In George Orwell's 1984, Winston Smith's fate is predetermined and he is well aware of the consequences of his actions against the Party. After reading 1984, you are also aware of how Big Brother works. Knowing what you know now...

Imagine yourself as Winston Smith, from the beginning of 1984 until its ending. What would you do to undermine the Party? What would you do similarly or differently than Winston? And lastly, how would you avoid the fate that awaits you?
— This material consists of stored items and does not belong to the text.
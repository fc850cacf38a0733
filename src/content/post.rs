//! Blog post model

use chrono::NaiveDateTime;
use serde::{Deserialize, Serialize};
use std::path::Path;

use super::entry::{Entry, EntryId};
use super::frontmatter::{non_empty_string, string_or_vec, yaml_flow_list, yaml_line};
use super::markdown;
use super::slideshow::{self, Slideshow};
use crate::error::{ContentError, Result};
use crate::helpers;

/// Gradient used when a post has no `gradientId`
pub const DEFAULT_GRADIENT: &str = "default";

/// Front-matter keys recognized for blog posts
#[derive(Debug, Clone, Default, Deserialize)]
#[serde(default, rename_all = "camelCase")]
pub struct BlogFrontMatter {
    pub id: Option<EntryId>,
    #[serde(deserialize_with = "non_empty_string")]
    pub slug: Option<String>,
    pub title: Option<String>,
    pub excerpt: Option<String>,
    #[serde(deserialize_with = "non_empty_string")]
    pub featured_image: Option<String>,
    #[serde(deserialize_with = "non_empty_string")]
    pub gradient_id: Option<String>,
    #[serde(deserialize_with = "non_empty_string")]
    pub date: Option<String>,
    #[serde(deserialize_with = "non_empty_string")]
    pub read_time: Option<String>,
    #[serde(deserialize_with = "string_or_vec")]
    pub tags: Vec<String>,
    #[serde(deserialize_with = "non_empty_string")]
    pub category: Option<String>,
    pub slideshows: Vec<Slideshow>,
}

/// A blog post as emitted into the generated module.
///
/// Field order is the key order of the emitted JSON objects.
#[derive(Debug, Clone, PartialEq, Serialize, Deserialize)]
#[serde(rename_all = "camelCase")]
pub struct BlogPost {
    pub id: EntryId,
    pub slug: String,
    pub title: String,
    pub excerpt: String,
    #[serde(default, skip_serializing_if = "Option::is_none")]
    pub featured_image: Option<String>,
    pub gradient_id: String,
    /// Raw Markdown body
    pub content: String,
    #[serde(default, skip_serializing_if = "Option::is_none")]
    pub date: Option<String>,
    pub read_time: String,
    pub tags: Vec<String>,
    #[serde(default, skip_serializing_if = "Option::is_none")]
    pub category: Option<String>,
    #[serde(default, skip_serializing_if = "Vec::is_empty")]
    pub slideshows: Vec<Slideshow>,
}

impl BlogPost {
    /// Build a post from parsed front-matter, filling defaults for optional keys
    pub fn from_front_matter(path: &Path, fm: BlogFrontMatter, body: &str, id: EntryId) -> Result<Self> {
        let title = fm.title.ok_or_else(|| ContentError::MissingField {
            path: path.to_path_buf(),
            field: "title",
        })?;

        let slug = fm.slug.unwrap_or_else(|| file_slug(path));
        let read_time = fm
            .read_time
            .unwrap_or_else(|| markdown::estimate_read_time(body));

        Ok(Self {
            id,
            slug,
            title,
            excerpt: fm.excerpt.unwrap_or_default(),
            featured_image: fm.featured_image,
            gradient_id: fm
                .gradient_id
                .unwrap_or_else(|| DEFAULT_GRADIENT.to_string()),
            content: body.to_string(),
            date: fm.date,
            read_time,
            tags: fm.tags,
            category: fm.category,
            slideshows: fm.slideshows,
        })
    }

    /// Publication date used for ordering
    pub fn published(&self) -> Option<NaiveDateTime> {
        self.date.as_deref().and_then(helpers::parse_date)
    }

    /// Serialize back into a Markdown document with front-matter
    pub fn to_frontmatter(&self) -> Result<String> {
        let mut out = String::from("---\n");
        out.push_str(&format!("id: {}\n", self.id.to_yaml()));
        out.push_str(&yaml_line("slug", Some(&self.slug)));
        out.push_str(&yaml_line("title", Some(&self.title)));
        out.push_str(&yaml_line("excerpt", Some(&self.excerpt)));
        out.push_str(&yaml_line("featuredImage", self.featured_image.as_deref()));
        out.push_str(&yaml_line("gradientId", Some(&self.gradient_id)));
        out.push_str(&yaml_line("date", self.date.as_deref()));
        out.push_str(&yaml_line("readTime", Some(&self.read_time)));
        out.push_str(&format!("tags: {}\n", yaml_flow_list(&self.tags)));
        out.push_str(&yaml_line("category", self.category.as_deref()));
        if !self.slideshows.is_empty() {
            out.push_str(&slideshow::to_yaml_block(&self.slideshows)?);
        }
        out.push_str("---\n");
        out.push_str(&self.content);
        Ok(out)
    }
}

impl Entry for BlogPost {
    fn id(&self) -> &EntryId {
        &self.id
    }

    fn slug(&self) -> &str {
        &self.slug
    }

    fn title(&self) -> &str {
        &self.title
    }

    fn category(&self) -> Option<&str> {
        self.category.as_deref()
    }

    fn labels(&self) -> &[String] {
        &self.tags
    }

    fn summary(&self) -> &str {
        &self.excerpt
    }

    fn content(&self) -> &str {
        &self.content
    }

    fn slideshows(&self) -> &[Slideshow] {
        &self.slideshows
    }
}

/// Slug derived from the file name, without the `.md` extension
pub(crate) fn file_slug(path: &Path) -> String {
    path.file_stem()
        .and_then(|s| s.to_str())
        .unwrap_or("untitled")
        .to_string()
}
//! Configuration module

mod site;

pub use site::DevConfig;
pub use site::SiteConfig;
pub use site::WatchConfig;
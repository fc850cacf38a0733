//! Slug generation for newly authored entries

use lazy_static::lazy_static;
use regex::Regex;

lazy_static! {
    static ref DISALLOWED: Regex = Regex::new(r"[^a-z0-9 -]").unwrap();
    static ref WHITESPACE: Regex = Regex::new(r"\s+").unwrap();
    static ref HYPHENS: Regex = Regex::new(r"-+").unwrap();
}

/// URL slug for a title: lowercase ASCII letters, digits and single hyphens
pub fn slugify(title: &str) -> String {
    let lower = title.to_lowercase();
    let kept = DISALLOWED.replace_all(&lower, "");
    let hyphenated = WHITESPACE.replace_all(&kept, "-");
    let collapsed = HYPHENS.replace_all(&hyphenated, "-");
    collapsed.trim_matches('-').to_string()
}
Student Gen: 1984: Dislocation of Eloquence

George Orwell creates a ‘fictitious’ society, one that is under constant surveillance and ruled over by a totalitarian political regime called the Party. In this society, the English language is slowly diminishing and becoming Newspeak, a language that is constantly decreasing its vocabulary. In Educated Imagination by Northrop Frye, Frye mentions “Orwell’s Nineteen eighty-four … Orwell even goes as far as to suggest the only way to make tyranny permanent…is [to] deliberately debase our language by turning our speech into automatic gabble.” (91-92). How does the Party use the Newspeak language as a control mechanism over the Inner and Outer Party members?

Sunday, June 03, 2007

Discussion 13 - Driving 1984

For Discussion 13, I would like 10 students to create 5 blog entries. The rest of the class is responsible to respond twice (250 words each), anywhere they see fit.

  1. Yes, 10 / 5 = 2.
  2. Yes, 2 means a pair.
  3. Yes, I mean work in groups of 2.
  4. Yes, I mean a blog entry, not a comment.
  5. Yes, I mean in our class blog.
  6. Yes, If you're not part of a pair writing the blog entry, you are writing 2 250 word responses to any of the 5 student generated blog entries.
This opportunity will present itself again until all students have been given a chance to create entries for other units.